- [Input data]:
//! TCP listener and client for framed envelope connections.

use std::net::SocketAddr;

use galaxis_protocol::ProtocolLimits;
use tokio::net::{TcpListener, TcpStream, ToSocketAddrs};

use crate::{FramedConnection, Result, Transport, TransportError};

/// A framed connection over TCP.
pub type TcpConnection = FramedConnection<TcpStream>;

/// Listens for clients and hands out one [`TcpConnection`] per accept.
#[derive(Debug)]
pub struct FramedListener {
    listener: TcpListener,
    limits: ProtocolLimits,
}

impl FramedListener {
    /// Binds to `addr`. Every accepted connection enforces `limits`.
    pub async fn bind(addr: impl ToSocketAddrs, limits: ProtocolLimits) -> Result<Self> {
        let listener = TcpListener::bind(addr)
            .await
            .map_err(TransportError::AcceptFailed)?;
        if let Ok(local) = listener.local_addr() {
            tracing::info!(%local, "framed transport listening");
        }
        Ok(Self { listener, limits })
    }

    pub fn local_addr(&self) -> std::io::Result<SocketAddr> {
        self.listener.local_addr()
    }

    /// Waits for the next client.
    pub async fn accept(&mut self) -> Result<(TcpConnection, SocketAddr)> {
        let (stream, peer) = self
            .listener
            .accept()
            .await
            .map_err(TransportError::AcceptFailed)?;
        // Turn messages are small and latency matters more than batching.
        stream.set_nodelay(true)?;
        let conn = FramedConnection::new(stream, self.limits.clone());
        tracing::debug!(id = %conn.id(), %peer, "accepted connection");
        Ok((conn, peer))
    }
}

impl Transport for FramedListener {
    type Connection = TcpConnection;

    async fn accept(&mut self) -> Result<Self::Connection> {
        FramedListener::accept(self).await.map(|(conn, _)| conn)
    }
}

/// Connects to a server at `addr`.
pub async fn connect(addr: impl ToSocketAddrs, limits: ProtocolLimits) -> Result<TcpConnection> {
    let stream = TcpStream::connect(addr).await?;
    stream.set_nodelay(true)?;
    let conn = FramedConnection::new(stream, limits);
    tracing::debug!(id = %conn.id(), "connected");
    Ok(conn)
}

- [What to do]:
The lines above that hold the word "await" should be found and copied out.

- [Response to this task]:
            .await
            .await
        FramedListener::accept(self).await.map(|(conn, _)| conn)
    let stream = TcpStream::connect(addr).await?;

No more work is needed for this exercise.